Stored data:
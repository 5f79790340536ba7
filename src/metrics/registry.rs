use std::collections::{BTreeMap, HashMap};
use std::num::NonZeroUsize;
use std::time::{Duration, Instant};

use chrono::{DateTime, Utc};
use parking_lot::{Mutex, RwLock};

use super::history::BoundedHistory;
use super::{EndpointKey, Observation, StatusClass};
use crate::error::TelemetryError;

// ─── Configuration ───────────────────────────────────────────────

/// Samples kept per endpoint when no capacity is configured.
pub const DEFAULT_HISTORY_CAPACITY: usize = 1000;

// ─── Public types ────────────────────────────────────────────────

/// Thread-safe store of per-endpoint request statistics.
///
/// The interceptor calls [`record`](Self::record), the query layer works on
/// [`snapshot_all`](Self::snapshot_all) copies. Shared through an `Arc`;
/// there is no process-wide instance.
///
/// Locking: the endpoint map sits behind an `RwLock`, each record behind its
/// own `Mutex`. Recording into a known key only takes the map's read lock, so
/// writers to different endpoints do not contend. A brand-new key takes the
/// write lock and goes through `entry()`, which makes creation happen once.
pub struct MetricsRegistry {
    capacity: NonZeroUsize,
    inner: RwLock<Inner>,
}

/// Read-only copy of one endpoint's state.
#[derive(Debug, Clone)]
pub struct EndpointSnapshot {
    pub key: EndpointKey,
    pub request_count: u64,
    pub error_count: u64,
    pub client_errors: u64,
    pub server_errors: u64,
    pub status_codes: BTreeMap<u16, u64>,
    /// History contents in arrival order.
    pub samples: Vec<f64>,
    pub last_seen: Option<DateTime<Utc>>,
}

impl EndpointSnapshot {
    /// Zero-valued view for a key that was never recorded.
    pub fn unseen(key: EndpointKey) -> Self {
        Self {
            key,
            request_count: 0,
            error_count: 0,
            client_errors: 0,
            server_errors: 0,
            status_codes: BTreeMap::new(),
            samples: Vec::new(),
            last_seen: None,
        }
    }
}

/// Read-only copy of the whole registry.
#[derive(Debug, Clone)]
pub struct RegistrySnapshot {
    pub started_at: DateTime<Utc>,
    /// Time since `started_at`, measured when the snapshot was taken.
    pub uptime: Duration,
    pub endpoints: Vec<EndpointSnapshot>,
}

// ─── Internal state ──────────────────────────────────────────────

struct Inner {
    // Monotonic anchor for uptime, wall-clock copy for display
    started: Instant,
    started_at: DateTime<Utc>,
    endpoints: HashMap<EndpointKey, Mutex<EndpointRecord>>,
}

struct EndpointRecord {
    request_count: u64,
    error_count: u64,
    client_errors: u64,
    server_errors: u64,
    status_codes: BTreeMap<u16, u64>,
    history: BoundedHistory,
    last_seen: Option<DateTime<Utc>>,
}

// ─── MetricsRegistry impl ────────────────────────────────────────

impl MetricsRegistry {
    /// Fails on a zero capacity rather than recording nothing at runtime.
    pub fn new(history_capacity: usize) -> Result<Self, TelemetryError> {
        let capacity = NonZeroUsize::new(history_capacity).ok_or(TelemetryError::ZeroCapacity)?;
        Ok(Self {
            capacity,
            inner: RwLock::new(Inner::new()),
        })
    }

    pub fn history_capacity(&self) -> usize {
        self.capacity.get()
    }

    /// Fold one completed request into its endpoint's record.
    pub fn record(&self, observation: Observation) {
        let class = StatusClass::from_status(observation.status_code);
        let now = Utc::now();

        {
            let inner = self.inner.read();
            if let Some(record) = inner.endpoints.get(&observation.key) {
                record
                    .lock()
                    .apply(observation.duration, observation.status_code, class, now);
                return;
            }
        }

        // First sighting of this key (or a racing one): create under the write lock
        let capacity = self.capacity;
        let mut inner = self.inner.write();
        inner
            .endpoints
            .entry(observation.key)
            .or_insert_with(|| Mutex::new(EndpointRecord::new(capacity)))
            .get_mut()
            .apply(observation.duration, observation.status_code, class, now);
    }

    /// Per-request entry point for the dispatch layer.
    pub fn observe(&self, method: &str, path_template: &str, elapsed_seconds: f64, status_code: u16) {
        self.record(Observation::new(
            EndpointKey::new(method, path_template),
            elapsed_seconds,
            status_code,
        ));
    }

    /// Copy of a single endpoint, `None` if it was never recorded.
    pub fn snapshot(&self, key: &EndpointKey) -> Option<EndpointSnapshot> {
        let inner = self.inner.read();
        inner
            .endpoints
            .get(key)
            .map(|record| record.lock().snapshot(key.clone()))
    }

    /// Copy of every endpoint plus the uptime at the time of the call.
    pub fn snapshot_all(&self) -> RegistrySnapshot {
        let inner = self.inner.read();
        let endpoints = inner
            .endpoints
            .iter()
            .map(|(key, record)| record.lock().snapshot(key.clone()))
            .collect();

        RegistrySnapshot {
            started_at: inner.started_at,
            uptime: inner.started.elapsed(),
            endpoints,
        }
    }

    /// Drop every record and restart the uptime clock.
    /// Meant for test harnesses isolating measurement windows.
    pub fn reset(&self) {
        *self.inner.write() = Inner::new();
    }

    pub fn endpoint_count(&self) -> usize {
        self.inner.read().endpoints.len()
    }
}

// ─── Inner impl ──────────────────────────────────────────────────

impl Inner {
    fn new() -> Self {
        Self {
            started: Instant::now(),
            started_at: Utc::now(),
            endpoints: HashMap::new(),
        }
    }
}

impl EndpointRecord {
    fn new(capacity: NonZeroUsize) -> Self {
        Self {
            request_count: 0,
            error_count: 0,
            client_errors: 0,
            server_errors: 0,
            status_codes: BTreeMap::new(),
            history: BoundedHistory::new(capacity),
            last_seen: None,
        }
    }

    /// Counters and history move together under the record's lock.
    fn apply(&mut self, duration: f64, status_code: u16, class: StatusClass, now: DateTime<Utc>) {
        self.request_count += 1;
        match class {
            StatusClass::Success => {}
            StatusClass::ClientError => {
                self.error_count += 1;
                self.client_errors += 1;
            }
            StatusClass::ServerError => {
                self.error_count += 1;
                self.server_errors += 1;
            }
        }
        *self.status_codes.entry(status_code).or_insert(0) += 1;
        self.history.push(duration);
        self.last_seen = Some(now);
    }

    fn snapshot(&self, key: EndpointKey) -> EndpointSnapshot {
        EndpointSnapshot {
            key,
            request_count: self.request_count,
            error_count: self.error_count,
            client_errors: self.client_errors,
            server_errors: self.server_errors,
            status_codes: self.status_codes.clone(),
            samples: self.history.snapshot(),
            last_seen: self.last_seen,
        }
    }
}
...
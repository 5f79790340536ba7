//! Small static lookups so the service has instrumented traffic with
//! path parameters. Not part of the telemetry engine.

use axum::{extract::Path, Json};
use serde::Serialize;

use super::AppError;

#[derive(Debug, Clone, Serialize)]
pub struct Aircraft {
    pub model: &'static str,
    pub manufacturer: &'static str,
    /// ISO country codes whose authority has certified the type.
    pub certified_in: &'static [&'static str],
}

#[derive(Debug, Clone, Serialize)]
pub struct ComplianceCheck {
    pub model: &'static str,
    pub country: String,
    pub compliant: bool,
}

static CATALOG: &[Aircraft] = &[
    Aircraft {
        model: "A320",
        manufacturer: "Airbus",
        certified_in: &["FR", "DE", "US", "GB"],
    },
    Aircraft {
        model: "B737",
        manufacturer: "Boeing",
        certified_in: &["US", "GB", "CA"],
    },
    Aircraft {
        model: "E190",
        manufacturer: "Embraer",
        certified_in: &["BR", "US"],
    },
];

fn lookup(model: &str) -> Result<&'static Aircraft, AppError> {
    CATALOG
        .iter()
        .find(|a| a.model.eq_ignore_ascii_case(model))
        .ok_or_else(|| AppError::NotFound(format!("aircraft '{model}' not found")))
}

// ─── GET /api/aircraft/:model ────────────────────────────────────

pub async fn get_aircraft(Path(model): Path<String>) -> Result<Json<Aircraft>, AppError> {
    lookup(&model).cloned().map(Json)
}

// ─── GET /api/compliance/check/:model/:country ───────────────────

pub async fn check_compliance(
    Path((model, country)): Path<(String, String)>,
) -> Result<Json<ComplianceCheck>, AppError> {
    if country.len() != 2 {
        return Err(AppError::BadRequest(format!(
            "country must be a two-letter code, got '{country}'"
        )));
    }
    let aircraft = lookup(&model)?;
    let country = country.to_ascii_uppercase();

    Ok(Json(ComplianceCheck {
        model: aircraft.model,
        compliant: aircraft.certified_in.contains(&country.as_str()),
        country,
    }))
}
--
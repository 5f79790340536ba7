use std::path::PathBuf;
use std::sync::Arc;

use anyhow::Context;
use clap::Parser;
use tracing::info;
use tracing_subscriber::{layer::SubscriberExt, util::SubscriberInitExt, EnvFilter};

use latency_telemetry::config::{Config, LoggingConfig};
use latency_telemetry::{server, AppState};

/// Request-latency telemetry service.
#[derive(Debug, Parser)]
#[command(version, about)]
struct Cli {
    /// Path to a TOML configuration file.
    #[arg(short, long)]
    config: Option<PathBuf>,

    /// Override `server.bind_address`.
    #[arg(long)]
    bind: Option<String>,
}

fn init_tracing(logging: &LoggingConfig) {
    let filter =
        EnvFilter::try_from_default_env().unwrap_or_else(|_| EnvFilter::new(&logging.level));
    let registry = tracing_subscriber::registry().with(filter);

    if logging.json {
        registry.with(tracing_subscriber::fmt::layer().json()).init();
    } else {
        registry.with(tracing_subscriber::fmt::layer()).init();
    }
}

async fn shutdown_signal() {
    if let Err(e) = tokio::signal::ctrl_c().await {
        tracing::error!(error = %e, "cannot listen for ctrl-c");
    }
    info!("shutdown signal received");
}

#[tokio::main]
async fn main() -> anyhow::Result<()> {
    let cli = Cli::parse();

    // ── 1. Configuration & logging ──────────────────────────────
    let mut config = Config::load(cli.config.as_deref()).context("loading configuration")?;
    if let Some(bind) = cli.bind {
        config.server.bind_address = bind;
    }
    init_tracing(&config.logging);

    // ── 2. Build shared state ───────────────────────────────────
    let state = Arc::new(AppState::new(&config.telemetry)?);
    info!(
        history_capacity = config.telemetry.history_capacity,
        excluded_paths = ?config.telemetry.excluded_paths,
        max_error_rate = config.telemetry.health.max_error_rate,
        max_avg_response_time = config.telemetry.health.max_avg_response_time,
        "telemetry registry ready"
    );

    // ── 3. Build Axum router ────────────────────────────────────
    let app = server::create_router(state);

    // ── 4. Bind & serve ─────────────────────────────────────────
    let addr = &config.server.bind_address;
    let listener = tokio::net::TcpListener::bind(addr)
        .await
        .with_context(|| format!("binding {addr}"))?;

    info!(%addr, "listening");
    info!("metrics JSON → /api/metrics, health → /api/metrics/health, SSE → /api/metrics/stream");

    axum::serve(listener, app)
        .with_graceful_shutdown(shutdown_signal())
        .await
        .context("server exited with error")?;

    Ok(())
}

§ **WHAT TO DO**:
Report back each line of the entries that holds the string "uptime".

§ **FINISHED TASK**:
    pub uptime: Duration,
    // Monotonic anchor for uptime, wall-clock copy for display
    /// Copy of every endpoint plus the uptime at the time of the call.
            uptime: inner.started.elapsed(),
    /// Drop every record and restart the uptime clock.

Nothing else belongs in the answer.